The deal calls for Medtronic to deliver about a thousand ventilators to hospitals by June 22. About 200 of the devices would arrive by early next month.
Dublin-based Medtronic has extensive operations in the Twin Cities. The company has increased ventilator production by more than 40 percent and is looking to more than double its ventilator manufacturing capacity.
— Martin Moylan | MPR News
Layoffs, shutdowns spike in N.D. oil industry amid pandemic
The sharp decline in oil prices caused by the coronavirus pandemic continues to hit hard in the North Dakota oil fields.
In his monthly briefing, North Dakota Mineral Resources director Lynn Helms said 2,200 oil workers were laid off in March — and that's just the beginning.
"That could extend by maybe another 6,000 jobs with a total of somewhere between 8,000 and 8,500 job losses before things start to turn around and come back,” Helms said.
Helms says oil drilling activity is down by 40 percent, and because prices are so low, oil companies have stopped pumping oil from 4,600 wells.
Helms said the downturn will have a significant but as yet undetermined effect on state tax revenue.
— Dan Gunderson | MPR News
Minnesota Orchestra reworks season schedule
The Minnesota Orchestra has restructured the remainder of its current season due to the coronavirus. This involves postponing or canceling all concerts through this June.
The "Summer at Orchestra Hall" season is now pushed back to July 2021.
The orchestra is adding five extra weeks of performances in August and early September this year to accommodate some concerts postponed from the current season. Others from the spring schedule will be part of the 2020-21 season, including two concerts with the band Cloud Cult.
— Euan Kerr | MPR News
State officials expect virus to take greater toll on racial minorities: COVID-19 is more deadly for African Americans than it is for whites, according to early data from several states and major metropolitan areas. So far, Minnesota has not detected racial differences in deaths from the virus. But given the state’s well-documented disparities in health and access to health care, experts suspect the pandemic will hurt people of color the most.

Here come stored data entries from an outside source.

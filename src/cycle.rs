//! One pass of computing a view.
//!
//! A [`ComputationCycle`] compiles the view's requirements into a pruned
//! dependency graph, subscribes its market data, writes the current market
//! data snapshot into the cache, dispatches every remaining node and reads
//! the terminal outputs back. The result is partial by nature: whatever
//! failed is listed next to whatever was computed.

use std::collections::{BTreeMap, BTreeSet};
use std::time::Instant;

use serde::{Deserialize, Serialize};

use crate::cache::{CacheEntry, CacheEpoch, ComputationCache};
use crate::context::ViewProcessingContext;
use crate::core::ComputedValue;
use crate::diagnostics::Diagnostics;
use crate::dispatch::CycleCancellation;
use crate::error::{CacheError, CompilationError, CycleError, ResolutionFailure};
use crate::graph::{DependencyGraph, DependencyGraphBuilder, GraphBuildOutcome};
use crate::job::FailureReason;
use crate::value::{ValueRequirement, ValueSpecification};

/// The values a view asks for.
#[derive(Debug, Clone, PartialEq, Eq, Serialize, Deserialize)]
pub struct ViewDefinition {
    pub name: String,
    pub requirements: Vec<ValueRequirement>,
}

impl ViewDefinition {
    pub fn new(name: impl Into<String>) -> Self {
        Self {
            name: name.into(),
            requirements: Vec::new(),
        }
    }

    pub fn with(mut self, requirement: ValueRequirement) -> Self {
        self.requirements.push(requirement);
        self
    }

    pub fn from_json(json: &str) -> Result<Self, serde_json::Error> {
        serde_json::from_str(json)
    }
}

#[derive(Debug)]
pub struct CycleResult {
    pub view: String,
    pub epoch: CacheEpoch,
    /// Computed terminal outputs.
    pub values: BTreeMap<ValueRequirement, ComputedValue>,
    /// The specification each resolved requirement was satisfied with.
    pub specifications: BTreeMap<ValueRequirement, ValueSpecification>,
    /// Every value of the graph which was not computed, with its cause.
    pub failures: BTreeMap<ValueSpecification, FailureReason>,
    /// Requirements no function could satisfy.
    pub unresolved: Vec<ResolutionFailure>,
    /// Market data the cache already held a different value for. The cached
    /// value was used.
    pub conflicts: Vec<ValueSpecification>,
    pub cancelled: bool,
    pub diagnostics: Diagnostics,
}

impl CycleResult {
    pub fn value(&self, requirement: &ValueRequirement) -> Option<&ComputedValue> {
        self.values.get(requirement)
    }

    /// Why the value satisfying `requirement` is missing, if it was resolved.
    pub fn failure(&self, requirement: &ValueRequirement) -> Option<&FailureReason> {
        self.failures.get(self.specifications.get(requirement)?)
    }

    /// Whether every requested value was computed from current inputs.
    pub fn is_complete(&self) -> bool {
        self.unresolved.is_empty()
            && self.conflicts.is_empty()
            && self.values.len() == self.specifications.len()
    }
}

pub struct ComputationCycle<'a> {
    context: &'a ViewProcessingContext,
    view: ViewDefinition,
    cancellation: CycleCancellation,
}
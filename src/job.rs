//! The calculation node wire contract.
//!
//! A [`CalculationJob`] lists the nodes to run, each as a function reference
//! plus the interned ids of its inputs and outputs. The answer is a
//! [`CalculationJobResult`] with one [`JobItemResult`] per item, in the same
//! order. Both travel as CBOR.

use std::time::Duration;

use serde::{Deserialize, Serialize};
use thiserror::Error;

use crate::cache::CacheEpoch;
use crate::core::ComputedValue;
use crate::error::WireError;
use crate::function::FunctionParameters;
use crate::identifier::ValueSpecificationId;
use crate::value::ComputationTargetSpecification;

/// Correlation id of a job.
#[derive(Clone, Copy, Debug, PartialEq, Eq, Hash, PartialOrd, Ord, Serialize, Deserialize)]
pub struct JobId(pub u64);

impl std::fmt::Display for JobId {
    fn fmt(&self, f: &mut std::fmt::Formatter<'_>) -> std::fmt::Result {
        write!(f, "job-{}", self.0)
    }
}

/// Why a value was not computed. Recorded in the cache in place of the value
/// and reported in the cycle result.
#[derive(Debug, Error, Clone, PartialEq, Eq, Serialize, Deserialize)]
pub enum FailureReason {
    #[error("Function failed: {0}")]
    FunctionFailed(String),

    #[error("Missing inputs {0:?}")]
    MissingInputs(Vec<ValueSpecificationId>),

    #[error("Calculation node did not respond in time")]
    Timeout,

    #[error("Calculation node unreachable: {0}")]
    NodeUnreachable(String),

    #[error("Target {0} could not be resolved")]
    TargetNotResolved(ComputationTargetSpecification),

    #[error("Function '{0}' is not known to the calculation node")]
    UnknownFunction(String),

    #[error("No market data for this value")]
    MarketDataUnavailable,

    #[error("Cycle was cancelled")]
    Cancelled,
}

/// One dependency node to execute.
#[derive(Debug, Clone, PartialEq, Serialize, Deserialize)]
pub struct CalculationJobItem {
    /// Unique id of the function definition, without parameters.
    pub function_id: String,
    pub parameters: FunctionParameters,
    pub target: ComputationTargetSpecification,
    pub inputs: Vec<ValueSpecificationId>,
    pub outputs: Vec<ValueSpecificationId>,
}

#[derive(Debug, Clone, PartialEq, Serialize, Deserialize)]
pub struct CalculationJob {
    pub id: JobId,
    /// Name of the view the job belongs to.
    pub view: String,
    /// Cache epoch the inputs are read from.
    pub epoch: CacheEpoch,
    /// Items in execution order: an item may consume outputs of earlier items.
    pub items: Vec<CalculationJobItem>,
}

#[derive(Debug, Clone, PartialEq, Serialize, Deserialize)]
pub enum JobItemResult {
    Success(Vec<(ValueSpecificationId, ComputedValue)>),
    Failure(FailureReason),
}

impl JobItemResult {
    pub fn is_success(&self) -> bool {
        matches!(self, JobItemResult::Success(_))
    }
}

#[derive(Debug, Clone, PartialEq, Serialize, Deserialize)]
pub struct CalculationJobResult {
    pub id: JobId,
    /// Name of the calculation node which ran the job.
    pub node: String,
    pub duration: Duration,
    pub items: Vec<JobItemResult>,
}

impl CalculationJobResult {
    /// A result failing every item of `job` for the same reason.
    pub fn failed(job: &CalculationJob, node: &str, reason: FailureReason) -> Self {
        Self {
            id: job.id,
            node: node.to_string(),
            duration: Duration::ZERO,
            items: job
                .items
                .iter()
                .map(|_| JobItemResult::Failure(reason.clone()))
                .collect(),
        }
    }
}

fn encode<T: Serialize>(value: &T) -> Result<Vec<u8>, WireError> {
    let mut buffer = Vec::new();
    ciborium::into_writer(value, &mut buffer)?;
    Ok(buffer)
}

impl CalculationJob {
    pub fn to_cbor(&self) -> Result<Vec<u8>, WireError> {
        encode(self)
    }

    pub fn from_cbor(bytes: &[u8]) -> Result<Self, WireError> {
        Ok(ciborium::from_reader(bytes)?)
    }
}

impl CalculationJobResult {
    pub fn to_cbor(&self) -> Result<Vec<u8>, WireError> {
        encode(self)
    }

    pub fn from_cbor(bytes: &[u8]) -> Result<Self, WireError> {
        Ok(ciborium::from_reader(bytes)?)
    }
}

Minnesota lawmakers advance new COVID-19 bill: An increasingly fractured Legislature pushed the latest coronavirus-related package through Tuesday, providing couples remote access to marriage licenses and farmers more breathing room on debt. The bill also assures coronavirus testing and treatment for the uninsured, gives food shelves money to buy excess milk and food products, waives some Health Department regulations to speed the COVID-19 response and gives the courts more latitude to deal with disrupted cases.
Closed schools in Minnesota begin to lay off, furlough staff:Dozens of educators and other staff in several Minnesota districts have been laid off or furloughed as a result of statewide school closures that are intended to prevent the spread of the coronavirus.
MN Arts Board changes grant process at a troubled time: The government entity — which is responsible for distributing millions of dollars in cultural legacy funds to artists across Minnesota — is suspending nine of its grant-making programs. The move, coming as arts groups are reeling from the effects of the pandemic and Minnesota’s stay-at-home order, struck some artists as yet another hit to their incomes.
COVID-19 in Minnesota
Health officials for weeks have been increasingly raising the alarm over the spread of the novel coronavirus in the United States. The disease is transmitted through respiratory droplets, coughs and sneezes, similar to the way the flu can spread.
Government and medical leaders are urging people to wash their hands frequently and well, refrain from touching their faces, cover their coughs, disinfect surfaces and avoid large crowds, all in an effort to curb the virus’ rapid spread.
The state of Minnesota has temporarily closed schools, while administrators work to determine next steps, and is requiring a temporary closure of all in-person dining at restaurants, bars and coffee shops, as well as theaters, gyms, yoga studios and other spaces in which people congregate in close proximity.